## What you should do
Copy precisely the first line of the material below and every later line, stopping with the line that contains "fn has_uinput_access() ->".

## Listed entries
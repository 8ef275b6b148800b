//! Linux paste-keystroke synthesis via a native `evdev` uinput virtual device.
//! Replaces the teacher's `output/paste.rs` `ydotool` subprocess shell-out with an
//! in-process virtual keyboard — no daemon dependency, same Ctrl+V pair semantics
//! (spec.md §4.10 step 5).

use super::PasteSynthesizer;
use crate::error::InjectError;
use async_trait::async_trait;
use evdev::uinput::{VirtualDevice, VirtualDeviceBuilder};
use evdev::{AttributeSet, EventType, InputEvent, Key};
use std::sync::Mutex;

pub struct UinputPasteSynthesizer {
    device: Mutex<VirtualDevice>,
}

impl UinputPasteSynthesizer {
    pub fn new() -> Result<Self, InjectError> {
        let device = build_device()
            .map_err(|e| InjectError::SynthesisFailed(format!("uinput device: {e}")))?;
        Ok(Self {
            device: Mutex::new(device),
        })
    }

    fn has_uinput_access() -> bool {
        std::fs::OpenOptions::new()
            .write(true)
            .open("/dev/uinput")
            .is_ok()
    }

    fn post_paste_blocking(device: &Mutex<VirtualDevice>) -> Result<(), InjectError> {
        let mut device = device.lock().unwrap_or_else(|p| p.into_inner());

        let events = [
            InputEvent::new(EventType::KEY, Key::KEY_LEFTCTRL.code(), 1),
            InputEvent::new(EventType::KEY, Key::KEY_V.code(), 1),
            InputEvent::new(EventType::KEY, Key::KEY_V.code(), 0),
            InputEvent::new(EventType::KEY, Key::KEY_LEFTCTRL.code(), 0),
        ];

        for event in events {
            device
                .emit(&[event])
                .map_err(|e| InjectError::SynthesisFailed(e.to_string()))?;
        }

        Ok(())
    }
}

fn build_device() -> std::io::Result<VirtualDevice> {
    let mut keys = AttributeSet::<Key>::new();
    keys.insert(Key::KEY_LEFTCTRL);
    keys.insert(Key::KEY_V);

    VirtualDeviceBuilder::new()?
        .name("dictation-core-paste")
        .with_keys(&keys)?
        .build()
}

#[async_trait]
impl PasteSynthesizer for UinputPasteSynthesizer {
    fn check_permission(&self) -> bool {
        Self::has_uinput_access()
    }

    async fn synthesize_paste(&self) -> Result<(), InjectError> {
        // Events must be posted from the same task that owns `device`'s lock for
        // the duration of the emit sequence, but emit() itself is a fast ioctl —
        // no need for spawn_blocking here.
        Self::post_paste_blocking(&self.device)
    }
}

#[cfg(test)]
mod tests {
    use super::*;

    #[test]
    fn paste_key_sequence_is_ctrl_then_v_then_release_v_then_release_ctrl() {
        let events = [
            InputEvent::new(EventType::KEY, Key::KEY_LEFTCTRL.code(), 1),
            InputEvent::new(EventType::KEY, Key::KEY_V.code(), 1),
            InputEvent::new(EventType::KEY, Key::KEY_V.code(), 0),
            InputEvent::new(EventType::KEY, Key::KEY_LEFTCTRL.code(), 0),
        ];
        assert_eq!(events[0].code(), Key::KEY_LEFTCTRL.code());
        assert_eq!(events[3].code(), Key::KEY_LEFTCTRL.code());
        assert_eq!(events[1].value(), 1);
        assert_eq!(events[2].value(), 0);
    }
}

## Your solution
repository 8ef275b6b148800b
//! Linux paste-keystroke synthesis via a native `evdev` uinput virtual device.
//! Replaces the teacher's `output/paste.rs` `ydotool` subprocess shell-out with an
//! in-process virtual keyboard — no daemon dependency, same Ctrl+V pair semantics
//! (spec.md §4.10 step 5).

use super::PasteSynthesizer;
use crate::error::InjectError;
use async_trait::async_trait;
use evdev::uinput::{VirtualDevice, VirtualDeviceBuilder};
use evdev::{AttributeSet, EventType, InputEvent, Key};
use std::sync::Mutex;

pub struct UinputPasteSynthesizer {
    device: Mutex<VirtualDevice>,
}

impl UinputPasteSynthesizer {
    pub fn new() -> Result<Self, InjectError> {
        let device = build_device()
            .map_err(|e| InjectError::SynthesisFailed(format!("uinput device: {e}")))?;
        Ok(Self {
            device: Mutex::new(device),
        })
    }

    fn has_uinput_access() -> bool {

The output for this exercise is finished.